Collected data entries
- - - - - - -

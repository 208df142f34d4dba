use crate::foundation::error::{BridgeError, BridgeResult};
use std::fmt;

pub use kurbo::Rect;

/// Absolute 0-based frame index in composition timeline space.
#[derive(
    Clone,
    Copy,
    Debug,
    Default,
    PartialEq,
    Eq,
    PartialOrd,
    Ord,
    Hash,
    serde::Serialize,
    serde::Deserialize,
)]
#[serde(transparent)]
pub struct FrameIndex(pub u64);

/// Half-open frame range `[start, end)` in timeline space.
#[derive(Clone, Copy, Debug, PartialEq, Eq, serde::Serialize, serde::Deserialize)]
pub struct FrameRange {
    /// Inclusive range start.
    pub start: FrameIndex,
    /// Exclusive range end.
    pub end: FrameIndex,
}

impl FrameRange {
    /// Create a validated range with `start <= end`.
    pub fn new(start: FrameIndex, end: FrameIndex) -> BridgeResult<Self> {
        if start.0 > end.0 {
            return Err(BridgeError::validation("FrameRange start must be <= end"));
        }
        Ok(Self { start, end })
    }

    /// Range starting at `from` and spanning `len` frames.
    pub fn from_len(from: u64, len: u64) -> Self {
        Self {
            start: FrameIndex(from),
            end: FrameIndex(from.saturating_add(len)),
        }
    }

    /// Number of frames contained in the range.
    pub fn len_frames(self) -> u64 {
        self.end.0.saturating_sub(self.start.0)
    }

    /// Return `true` when the range has no frames.
    pub fn is_empty(self) -> bool {
        self.start.0 == self.end.0
    }

    /// Return `true` when `f` is inside `[start, end)`.
    pub fn contains(self, f: FrameIndex) -> bool {
        self.start.0 <= f.0 && f.0 < self.end.0
    }
}

/// Frames-per-second represented as a rational `num/den`.
#[derive(Clone, Copy, Debug, PartialEq, Eq, Hash, serde::Serialize, serde::Deserialize)]
pub struct Fps {
    /// Numerator (frames).
    pub num: u32,
    /// Denominator (seconds), must be non-zero.
    pub den: u32,
}

impl Fps {
    /// Create a validated FPS value.
    pub fn new(num: u32, den: u32) -> BridgeResult<Self> {
        if den == 0 {
            return Err(BridgeError::validation("Fps den must be > 0"));
        }
        if num == 0 {
            return Err(BridgeError::validation("Fps num must be > 0"));
        }
        Ok(Self { num, den })
    }

    /// Convert to floating-point FPS.
    pub fn as_f64(self) -> f64 {
        f64::from(self.num) / f64::from(self.den)
    }

    /// Convert frame count to seconds.
    pub fn frames_to_secs(self, frames: u64) -> f64 {
        (frames as f64) * f64::from(self.den) / f64::from(self.num)
    }
}

/// Output canvas dimensions in pixels.
#[derive(Clone, Copy, Debug, PartialEq, Eq, Hash, serde::Serialize, serde::Deserialize)]
pub struct Canvas {
    /// Width in pixels.
    pub width: u32,
    /// Height in pixels.
    pub height: u32,
}

impl Canvas {
    /// Full-canvas rectangle anchored at the origin.
    pub fn rect(self) -> Rect {
        Rect::new(0.0, 0.0, f64::from(self.width), f64::from(self.height))
    }
}

/// Opaque token for one outstanding unit of asynchronous work.
///
/// Ids are handed out by the readiness registry and never reused within a page instance.
#[derive(
    Clone, Copy, Debug, PartialEq, Eq, PartialOrd, Ord, Hash, serde::Serialize, serde::Deserialize,
)]
#[serde(transparent)]
pub struct HandleId(pub u64);

impl fmt::Display for HandleId {
    fn fmt(&self, f: &mut fmt::Formatter<'_>) -> fmt::Result {
        write!(f, "#{}", self.0)
    }
}

#[cfg(test)]
#[path = "../../tests/unit/foundation/core.rs"]
mod tests;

- - - - - - -

• Task statement
In full and without alteration, transcribe the entries above.

• Expected answer
repository 208df142f34d4dba
use crate::foundation::error::{BridgeError, BridgeResult};
use std::fmt;

pub use kurbo::Rect;

/// Absolute 0-based frame index in composition timeline space.
#[derive(
    Clone,
    Copy,
    Debug,
    Default,
    PartialEq,
    Eq,
    PartialOrd,
    Ord,
    Hash,
    serde::Serialize,
    serde::Deserialize,
)]
#[serde(transparent)]
pub struct FrameIndex(pub u64);

/// Half-open frame range `[start, end)` in timeline space.
#[derive(Clone, Copy, Debug, PartialEq, Eq, serde::Serialize, serde::Deserialize)]
pub struct FrameRange {
    /// Inclusive range start.
    pub start: FrameIndex,
    /// Exclusive range end.
    pub end: FrameIndex,
}

impl FrameRange {
    /// Create a validated range with `start <= end`.
    pub fn new(start: FrameIndex, end: FrameIndex) -> BridgeResult<Self> {
        if start.0 > end.0 {
            return Err(BridgeError::validation("FrameRange start must be <= end"));
        }
        Ok(Self { start, end })
    }

    /// Range starting at `from` and spanning `len` frames.
    pub fn from_len(from: u64, len: u64) -> Self {
        Self {
            start: FrameIndex(from),
            end: FrameIndex(from.saturating_add(len)),
        }
    }

    /// Number of frames contained in the range.
    pub fn len_frames(self) -> u64 {
        self.end.0.saturating_sub(self.start.0)
    }

    /// Return `true` when the range has no frames.
    pub fn is_empty(self) -> bool {
        self.start.0 == self.end.0
    }

    /// Return `true` when `f` is inside `[start, end)`.
    pub fn contains(self, f: FrameIndex) -> bool {
        self.start.0 <= f.0 && f.0 < self.end.0
    }
}

/// Frames-per-second represented as a rational `num/den`.
#[derive(Clone, Copy, Debug, PartialEq, Eq, Hash, serde::Serialize, serde::Deserialize)]
pub struct Fps {
    /// Numerator (frames).
    pub num: u32,
    /// Denominator (seconds), must be non-zero.
    pub den: u32,
}

impl Fps {
    /// Create a validated FPS value.
    pub fn new(num: u32, den: u32) -> BridgeResult<Self> {
        if den == 0 {
            return Err(BridgeError::validation("Fps den must be > 0"));
        }
        if num == 0 {
            return Err(BridgeError::validation("Fps num must be > 0"));
        }
        Ok(Self { num, den })
    }

    /// Convert to floating-point FPS.
    pub fn as_f64(self) -> f64 {
        f64::from(self.num) / f64::from(self.den)
    }

    /// Convert frame count to seconds.
    pub fn frames_to_secs(self, frames: u64) -> f64 {
        (frames as f64) * f64::from(self.den) / f64::from(self.num)
    }
}

/// Output canvas dimensions in pixels.
#[derive(Clone, Copy, Debug, PartialEq, Eq, Hash, serde::Serialize, serde::Deserialize)]
pub struct Canvas {
    /// Width in pixels.
    pub width: u32,
    /// Height in pixels.
    pub height: u32,
}

impl Canvas {
    /// Full-canvas rectangle anchored at the origin.
    pub fn rect(self) -> Rect {
        Rect::new(0.0, 0.0, f64::from(self.width), f64::from(self.height))
    }
}

/// Opaque token for one outstanding unit of asynchronous work.
///
/// Ids are handed out by the readiness registry and never reused within a page instance.
#[derive(
    Clone, Copy, Debug, PartialEq, Eq, PartialOrd, Ord, Hash, serde::Serialize, serde::Deserialize,
)]
#[serde(transparent)]
pub struct HandleId(pub u64);

impl fmt::Display for HandleId {
    fn fmt(&self, f: &mut fmt::Formatter<'_>) -> fmt::Result {
        write!(f, "#{}", self.0)
    }
}

#[cfg(test)]
#[path = "../../tests/unit/foundation/core.rs"]
mod tests;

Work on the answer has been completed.